Tehran: A new Iranian general has stepped out of the shadows to lead the country’s expeditionary Quds Force, becoming responsible for Tehran’s proxies across the Mideast as the Islamic Republic threatens the US with ‘harsh revenge’ for killing its previous head, Qassem Soleimani.
The Quds Force is part of the 125,000-strong Revolutionary Guard, a paramilitary organization that answers only to Iran’s Supreme Leader Ayatollah Ali Khamenei.
The Guard oversees Iran’s ballistic missile program, has its naval forces shadow the US Navy in the Persian Gulf and includes an all-volunteer Basij force.
Like his predecessor, a young Esmail Ghaani faced the carnage of Iran’s eight-year war with Iraq in the 1980s and later joined the newly founded Quds, or Jerusalem, Force.
While much still remains unknown about Ghaani, 62, Western sanctions suggest he’s long been in a position of power in the organisation. And likely one of his first duties will be to oversee whatever revenge Iran intends to seek for the US airstrike early Friday that killed his longtime friend Soleimani.
“We are children of war,” Ghaani once said of his relationship with Soleimani, according to Iran’s state-run IRNA news agency. “We are comrades on the battlefield and we have become friends in battle.”
The Guard has seen its influence grow ever-stronger both militarily and politically in recent decades. Iran’s conventional military was decimated by the execution of its old officer class during the 1979 Islamic Revolution and later by sanctions.
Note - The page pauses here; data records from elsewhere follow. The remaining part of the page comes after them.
use anyhow::{bail, Context, Result};
use log::info;
use std::path::PathBuf;

use creeptrace::export;
use creeptrace::ingest;
use creeptrace::pipeline::transform;
use creeptrace::units::UnitSelection;

use super::config::Config;
use super::{DiameterUnitArg, StrainRateUnitArg, TimeUnitArg};

/// Process a raw diameter log into a derived strain table
#[allow(clippy::too_many_arguments)]
pub fn run(
    input: PathBuf,
    output: Option<PathBuf>,
    reference_diameter: Option<f64>,
    time_unit: Option<TimeUnitArg>,
    diameter_unit: Option<DiameterUnitArg>,
    strain_rate_unit: Option<StrainRateUnitArg>,
    config: Option<PathBuf>,
    delimiter: char,
    no_header: bool,
) -> Result<()> {
    if !input.exists() {
        bail!("Input file does not exist: {}", input.display());
    }

    let file_config = match &config {
        Some(path) => Config::from_file(path)?,
        None => Config::default(),
    };
    let processing = file_config.processing;

    let Some(reference) = reference_diameter.or(processing.reference_diameter_mm) else {
        bail!(
            "No reference diameter given; pass --reference-diameter or set \
             reference_diameter_mm in a config file"
        );
    };

    let units = UnitSelection {
        time: time_unit
            .map(Into::into)
            .or(processing.time_unit)
            .unwrap_or_default(),
        diameter: diameter_unit
            .map(Into::into)
            .or(processing.diameter_unit)
            .unwrap_or_default(),
        strain_rate: strain_rate_unit
            .map(Into::into)
            .or(processing.strain_rate_unit)
            .unwrap_or_default(),
    };

    let output = output.unwrap_or_else(|| input.with_extension("txt"));
    let options = super::ingest_options(delimiter, no_header)?;

    info!("creeptrace - raw log to derived strain table");
    info!("=============================================");
    info!("Input:  {}", input.display());
    info!("Output: {}", output.display());
    info!(
        "Units:  time {} | diameter {} | strain rate {}",
        units.time, units.diameter, units.strain_rate
    );
    info!("Reference diameter: {} mm", reference);

    let log = ingest::read_path(&input, &options).context("Failed to read measurement log")?;
    info!("{}", log.stats);

    let series =
        transform(&log.samples, reference, units).context("Failed to derive strain series")?;

    export::write_table_to_path(&output, &series)
        .context("Failed to write derived table")?;

    info!("Processing complete!");
    info!("  Samples written: {}", series.len());
    if let (Some(first), Some(last)) = (series.strain.first(), series.strain.last()) {
        info!("  Strain: {:.4e} at start, {:.4e} at end", first, last);
    }
    if let Some(rate) = series.strain_rate.last() {
        info!(
            "  Final strain rate: {:.4e} {}",
            rate,
            units.strain_rate.label()
        );
    }

    Ok(())
}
A key driver of that influence comes from the elite Quds Force, which works across the region with allied groups to offer an asymmetrical threat to counter the advanced weaponry wielded by the US and its regional allies. Those partners include Iraqi militiamen, Lebanon’s Hezbollah and Yemen’s Houthi rebels.
In announcing Ghaani as Soleimani’s replacement, Ayatollah Ali Khamenei called the new leader “one of the most prominent commanders” in service to Iran.
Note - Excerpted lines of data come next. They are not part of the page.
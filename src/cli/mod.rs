use anyhow::{bail, Result};
use clap::{Parser, Subcommand, ValueEnum};
use std::path::PathBuf;

use creeptrace::ingest::IngestOptions;
use creeptrace::units::{DiameterUnit, StrainRateUnit, TimeUnit};

mod config;
mod demo;
mod info;
mod process;
mod validate;

/// creeptrace - Creep-Test Diameter Log Processor
#[derive(Parser)]
#[command(name = "creeptrace")]
#[command(author, version, about, long_about = None)]
pub struct Cli {
    /// Verbosity level (-v for info, -vv for debug)
    #[arg(short, long, action = clap::ArgAction::Count)]
    verbose: u8,

    #[command(subcommand)]
    command: Commands,
}

/// Time axis unit.
#[derive(Clone, Copy, Debug, Default, ValueEnum)]
pub enum TimeUnitArg {
    /// Seconds
    #[default]
    S,
    /// Minutes
    Min,
    /// Hours
    Hour,
}

impl From<TimeUnitArg> for TimeUnit {
    fn from(arg: TimeUnitArg) -> Self {
        match arg {
            TimeUnitArg::S => TimeUnit::Seconds,
            TimeUnitArg::Min => TimeUnit::Minutes,
            TimeUnitArg::Hour => TimeUnit::Hours,
        }
    }
}

/// Diameter axis unit.
#[derive(Clone, Copy, Debug, Default, ValueEnum)]
pub enum DiameterUnitArg {
    /// Millimetres
    #[default]
    Mm,
    /// Micrometres
    #[value(alias = "μm")]
    Um,
}

impl From<DiameterUnitArg> for DiameterUnit {
    fn from(arg: DiameterUnitArg) -> Self {
        match arg {
            DiameterUnitArg::Mm => DiameterUnit::Millimeters,
            DiameterUnitArg::Um => DiameterUnit::Micrometers,
        }
    }
}

/// Strain-rate axis unit.
#[derive(Clone, Copy, Debug, Default, ValueEnum)]
pub enum StrainRateUnitArg {
    /// Pure strain rate per second
    #[default]
    #[value(name = "1/s")]
    PerSecond,
    /// Pure strain rate per minute
    #[value(name = "1/min")]
    PerMinute,
    /// Pure strain rate per hour
    #[value(name = "1/hour")]
    PerHour,
    /// Diameter-scaled rate in micrometres per second
    #[value(name = "um/s", alias = "μm/s")]
    MicronsPerSecond,
    /// Diameter-scaled rate in micrometres per minute
    #[value(name = "um/min", alias = "μm/min")]
    MicronsPerMinute,
    /// Diameter-scaled rate in micrometres per hour
    #[value(name = "um/hour", alias = "μm/hour")]
    MicronsPerHour,
}

impl From<StrainRateUnitArg> for StrainRateUnit {
    fn from(arg: StrainRateUnitArg) -> Self {
        match arg {
            StrainRateUnitArg::PerSecond => StrainRateUnit::PerSecond,
            StrainRateUnitArg::PerMinute => StrainRateUnit::PerMinute,
            StrainRateUnitArg::PerHour => StrainRateUnit::PerHour,
            StrainRateUnitArg::MicronsPerSecond => StrainRateUnit::MicronsPerSecond,
            StrainRateUnitArg::MicronsPerMinute => StrainRateUnit::MicronsPerMinute,
            StrainRateUnitArg::MicronsPerHour => StrainRateUnit::MicronsPerHour,
        }
    }
}

#[derive(Subcommand)]
enum Commands {
    /// Process a raw diameter log into a derived strain table
    Process {
        /// Input CSV log path
        #[arg(value_name = "INPUT")]
        input: PathBuf,

        /// Output table path (defaults to the input with a .txt extension)
        #[arg(value_name = "OUTPUT")]
        output: Option<PathBuf>,

        /// Reference (initial) tube diameter in millimetres
        #[arg(short = 'd', long, value_name = "MM")]
        reference_diameter: Option<f64>,

        /// Time axis unit
        #[arg(long, value_enum)]
        time_unit: Option<TimeUnitArg>,

        /// Diameter axis unit
        #[arg(long, value_enum)]
        diameter_unit: Option<DiameterUnitArg>,

        /// Strain-rate axis unit
        #[arg(long, value_enum)]
        strain_rate_unit: Option<StrainRateUnitArg>,

        /// Load processing defaults from a TOML config file
        #[arg(long, value_name = "FILE")]
        config: Option<PathBuf>,

        /// Input field delimiter
        #[arg(long, default_value = ",")]
        delimiter: char,

        /// Treat the first row as data instead of a header
        #[arg(long)]
        no_header: bool,
    },

    /// Display information about a raw diameter log
    Info {
        /// Input log path
        #[arg(value_name = "FILE")]
        file: PathBuf,

        /// Print the summary as JSON
        #[arg(long)]
        json: bool,

        /// Input field delimiter
        #[arg(long, default_value = ",")]
        delimiter: char,

        /// Treat the first row as data instead of a header
        #[arg(long)]
        no_header: bool,
    },

    /// Check a raw diameter log for problems before processing
    Validate {
        /// Input log path
        #[arg(value_name = "FILE")]
        file: PathBuf,

        /// Input field delimiter
        #[arg(long, default_value = ",")]
        delimiter: char,

        /// Treat the first row as data instead of a header
        #[arg(long)]
        no_header: bool,
    },

    /// Generate a synthetic creep-test log for trying the tool
    Demo {
        /// Output log path
        #[arg(value_name = "OUTPUT", default_value = "demo_creep_run.csv")]
        output: PathBuf,

        /// Number of samples to generate
        #[arg(short = 'n', long, default_value = "600")]
        rows: usize,

        /// Sampling interval in seconds
        #[arg(long, default_value = "10.0")]
        interval: f64,

        /// Starting tube diameter in millimetres
        #[arg(short = 'd', long, default_value = "9.5")]
        diameter: f64,
    },
}

impl Cli {
    pub fn verbosity(&self) -> u8 {
        self.verbose
    }
}

pub fn init_logging(verbosity: u8) {
    let log_level = match verbosity {
        0 => "warn",
        1 => "info",
        _ => "debug",
    };
    env_logger::Builder::from_env(env_logger::Env::default().default_filter_or(log_level)).init();
}

pub fn dispatch(cli: Cli) -> Result<()> {
    match cli.command {
        Commands::Process {
            input,
            output,
            reference_diameter,
            time_unit,
            diameter_unit,
            strain_rate_unit,
            config,
            delimiter,
            no_header,
        } => process::run(
            input,
            output,
            reference_diameter,
            time_unit,
            diameter_unit,
            strain_rate_unit,
            config,
            delimiter,
            no_header,
        ),
        Commands::Info {
            file,
            json,
            delimiter,
            no_header,
        } => info::run(file, json, delimiter, no_header),
        Commands::Validate {
            file,
            delimiter,
            no_header,
        } => validate::run(file, delimiter, no_header),
        Commands::Demo {
            output,
            rows,
            interval,
            diameter,
        } => demo::run(output, rows, interval, diameter),
    }
}

/// Build ingest options from the shared CLI flags.
pub(crate) fn ingest_options(delimiter: char, no_header: bool) -> Result<IngestOptions> {
    if !delimiter.is_ascii() {
        bail!("Delimiter must be a single ASCII character, got {delimiter:?}");
    }
    Ok(IngestOptions {
        delimiter: delimiter as u8,
        has_headers: !no_header,
        ..IngestOptions::default()
    })
}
The Quds Force “will be unchanged from the time of his predecessor”, Khamenei said, according to IRNA.
Soleimani long has been the face of the Quds Force. His fame surged after American officials began blaming him for deadly roadside bombs targeting US troops in Iraq.
Images of him, long a feature of hard-line Instagram accounts and mobile phone lockscreens, now plaster billboards calling for Iran to avenge his death.
But while Soleimani’s exploits in Iraq and Syria launched a thousand analyses, Ghaani has remained much more in the shadows of the organisation.
He has only occasionally come up in the Western or even Iranian media. But his personal story broadly mirrors that of Soleimani.
Born on August 8, 1957 in the northeastern Iranian city of Mashhad, Ghaani grew up during the last decade of monarchy.
He joined the Guard a year after the 1979 revolution. Like Soleimani, he first deployed to put down the Kurdish uprising in Iran that followed the shah’s downfall.
Iraq then invaded Iran, launching an eight-year war that would see 1 million people killed. Many of the dead were lightly armed members of the Guard, some of whom were young boys killed in human-wave assaults on Iraqi positions.
Volunteers “were seeing that all of them are being killed, but when we ordered them to go, would not hesitate”, Ghaani later recounted.
“The commander is looking to his soldiers as his children, and in the soldier’s point of view, it seems that he received an order from God and he must to do that.”
He survived the war to join the Quds Force shortly after its creation. He worked with Soleimani, as well as led counterintelligence efforts at the Guard. Western analysts believe while Soleimani focused on nations to Iran’s west, Ghaani’s remit was those to the east like Afghanistan and Pakistan. However, Iranian state media has not elaborated on his time in the Guard.
In 2012, the US Treasury sanctioned Ghaani, describing him as having authority over “financial disbursements” to proxies affiliated with the Quds Force.
Also in 2012, Ghaani drew criticism from the US State Department after reportedly saying that “if the Islamic Republic was not present in Syria, the massacre of people would have happened on a much larger scale”.
That comment came just after gunmen backing Syrian President Bashar Assad killed over 100 people in Houla in the country’s Homs province.
“Over the weekend we had the deputy head of the Quds Force saying publicly that they were proud of the role that they had played in training and assisting the Syrian forces — and look what this has wrought,” then-State Department spokeswoman Victoria Nuland said at the time.
Now, Ghaani is firmly in control of the Quds Force. While Iran’s leaders say they have a plan to avenge Soleimani’s death, no plan has been announced as the country prepares for funerals for the general starting Sunday.
Whatever that plan is, Ghaani likely will be involved.
“If there were no Islamic Republic, the US would have burned the whole region,” Ghaani once said.